A Decision Making Model Where the Cell Exhibits Maximum Detection Probability: Statistical Signal Detection Theory and Molecular Experimental Data

Molecular noise and signaling abnormalities in biochemical signaling systems in cells affect signaling events and consequently may alter cellular decision making results. Since unexpected and altered cellular decisions may contribute to the development of many pathological conditions and diseases, it is of interest to develop proper models to characterize and measure molecular signal detection parameters and cellular decisions. In this paper and using the Neyman-Pearson signal detection theorem, we propose a signal detection model in which the cell maximizes its signal detection probability in the presence of noise. To evaluate the usefulness of the proposed model, we use measured molecular experimental data of the important TNF-NF- $\kappa \mathbf{B}$ cell signaling system.
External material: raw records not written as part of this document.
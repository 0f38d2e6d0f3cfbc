//! Branch store backed by a local directory tree.
//!
//! Each mirror lives at `<root>/<owner>/<project>/<branch>` and carries an
//! empty [`IMPORT_MARKER`] file written when the import system first
//! created it. Directories without the marker are never read or
//! overwritten.

use super::{
    domain::ImportBranchRef,
    ports::{BranchStore, BranchStoreError, BranchStoreResult, PullOutcome, PushOutcome},
};
use async_trait::async_trait;
use camino::Utf8Path;
use cap_std::{ambient_authority, fs_utf8::Dir};
use std::io;

/// Marker file identifying directories created by the import system.
pub const IMPORT_MARKER: &str = ".codeimport";

/// Branch store rooted at a capability directory.
#[derive(Debug)]
pub struct FilesystemBranchStore {
    root: Dir,
}

impl FilesystemBranchStore {
    /// Opens the store at `root`, creating the directory when missing.
    ///
    /// # Errors
    ///
    /// Returns [`BranchStoreError::Io`] when the directory cannot be created
    /// or opened.
    pub fn open(root: &Utf8Path) -> BranchStoreResult<Self> {
        Ok(Self {
            root: open_or_create(root)?,
        })
    }

    async fn run_blocking<T, F>(&self, operation: F) -> BranchStoreResult<T>
    where
        F: FnOnce(&Dir) -> BranchStoreResult<T> + Send + 'static,
        T: Send + 'static,
    {
        let root = self.root.try_clone().map_err(BranchStoreError::io)?;
        tokio::task::spawn_blocking(move || operation(&root))
            .await
            .map_err(BranchStoreError::io)?
    }
}

#[async_trait]
impl BranchStore for FilesystemBranchStore {
    async fn pull(
        &self,
        branch: &ImportBranchRef,
        target_path: &Utf8Path,
    ) -> BranchStoreResult<PullOutcome> {
        let owned_branch = branch.clone();
        let target = target_path.to_owned();
        let outcome = self
            .run_blocking(move |root| pull_blocking(root, &owned_branch, &target))
            .await?;
        tracing::info!(branch = %branch, path = %target_path, ?outcome, "pulled mirror");
        Ok(outcome)
    }

    async fn push(
        &self,
        branch: &ImportBranchRef,
        local_tree: &Utf8Path,
    ) -> BranchStoreResult<PushOutcome> {
        let owned_branch = branch.clone();
        let source = local_tree.to_owned();
        let outcome = self
            .run_blocking(move |root| push_blocking(root, &owned_branch, &source))
            .await?;
        tracing::info!(
            branch = %branch,
            created = outcome.created,
            files = outcome.files,
            removed = outcome.removed,
            "pushed mirror"
        );
        Ok(outcome)
    }
}

/// Creates `path` when missing and opens it.
pub(crate) fn open_or_create(path: &Utf8Path) -> BranchStoreResult<Dir> {
    Dir::create_ambient_dir_all(path, ambient_authority()).map_err(BranchStoreError::io)?;
    Dir::open_ambient_dir(path, ambient_authority()).map_err(BranchStoreError::io)
}

fn pull_blocking(
    root: &Dir,
    branch: &ImportBranchRef,
    target_path: &Utf8Path,
) -> BranchStoreResult<PullOutcome> {
    let local = open_or_create(target_path)?;
    let relative = branch.relative_path();
    if !root.exists(&relative) {
        return Ok(PullOutcome::Created);
    }
    let remote = open_managed(root, branch, &relative)?;
    let files = copy_tree(&remote, &local, true).map_err(BranchStoreError::io)?;
    Ok(PullOutcome::Pulled { files })
}

fn push_blocking(
    root: &Dir,
    branch: &ImportBranchRef,
    local_tree: &Utf8Path,
) -> BranchStoreResult<PushOutcome> {
    let local =
        Dir::open_ambient_dir(local_tree, ambient_authority()).map_err(BranchStoreError::io)?;
    let relative = branch.relative_path();
    let created = !root.exists(&relative);
    if created {
        root.create_dir_all(&relative)
            .map_err(BranchStoreError::io)?;
        root.write(relative.join(IMPORT_MARKER), b"")
            .map_err(BranchStoreError::io)?;
    }
    let remote = open_managed(root, branch, &relative)?;
    let files = copy_tree(&local, &remote, true).map_err(BranchStoreError::io)?;
    let removed = prune_tree(&remote, &local, true).map_err(BranchStoreError::io)?;
    Ok(PushOutcome {
        created,
        files,
        removed,
    })
}

fn open_managed(
    root: &Dir,
    branch: &ImportBranchRef,
    relative: &Utf8Path,
) -> BranchStoreResult<Dir> {
    if !root.is_dir(relative) {
        return Err(BranchStoreError::NotImportManaged(branch.clone()));
    }
    let remote = root.open_dir(relative).map_err(BranchStoreError::io)?;
    if !remote.is_file(IMPORT_MARKER) {
        return Err(BranchStoreError::NotImportManaged(branch.clone()));
    }
    Ok(remote)
}

struct Entry {
    name: String,
    is_dir: bool,
    is_file: bool,
}

fn list_entries(dir: &Dir, at_root: bool) -> io::Result<Vec<Entry>> {
    let mut entries = Vec::new();
    for item in dir.entries()? {
        let dir_entry = item?;
        let name = dir_entry.file_name()?;
        if at_root && name == IMPORT_MARKER {
            continue;
        }
        let file_type = dir_entry.file_type()?;
        entries.push(Entry {
            name,
            is_dir: file_type.is_dir(),
            is_file: file_type.is_file(),
        });
    }
    Ok(entries)
}

fn copy_tree(source: &Dir, destination: &Dir, at_root: bool) -> io::Result<usize> {
    let mut copied = 0;
    for entry in list_entries(source, at_root)? {
        if entry.is_dir {
            destination.create_dir_all(&entry.name)?;
            let child_source = source.open_dir(&entry.name)?;
            let child_destination = destination.open_dir(&entry.name)?;
            copied += copy_tree(&child_source, &child_destination, false)?;
        } else if entry.is_file {
            source.copy(&entry.name, destination, &entry.name)?;
            copied += 1;
        }
    }
    Ok(copied)
}

fn prune_tree(destination: &Dir, source: &Dir, at_root: bool) -> io::Result<usize> {
    let mut removed = 0;
    for entry in list_entries(destination, at_root)? {
        if entry.is_dir && source.is_dir(&entry.name) {
            let child_destination = destination.open_dir(&entry.name)?;
            let child_source = source.open_dir(&entry.name)?;
            removed += prune_tree(&child_destination, &child_source, false)?;
        } else if entry.is_dir {
            destination.remove_dir_all(&entry.name)?;
            removed += 1;
        } else if !source.is_file(&entry.name) {
            destination.remove_file(&entry.name)?;
            removed += 1;
        }
    }
    Ok(removed)
}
Our results demonstrate that the proposed model provides biologically relevant findings. The introduced Neyman-Pearson-based molecular signal detection framework allows to systematically model and quantify the signal detection behavior and failure of molecular signaling systems, and compute their key decision making parameters such as detection and false alarm probabilities. With regard to the specific TNF-NF- $\kappa\mathbf{B}$ system case study in this paper and given the high involvement of the transcription factor NF- $\kappa \mathbf{B}$ in cell survival, programmed cell death, immune signaling and stress response, the developed signal detection framework can serve as a useful tool to model the associated cell decision making processes.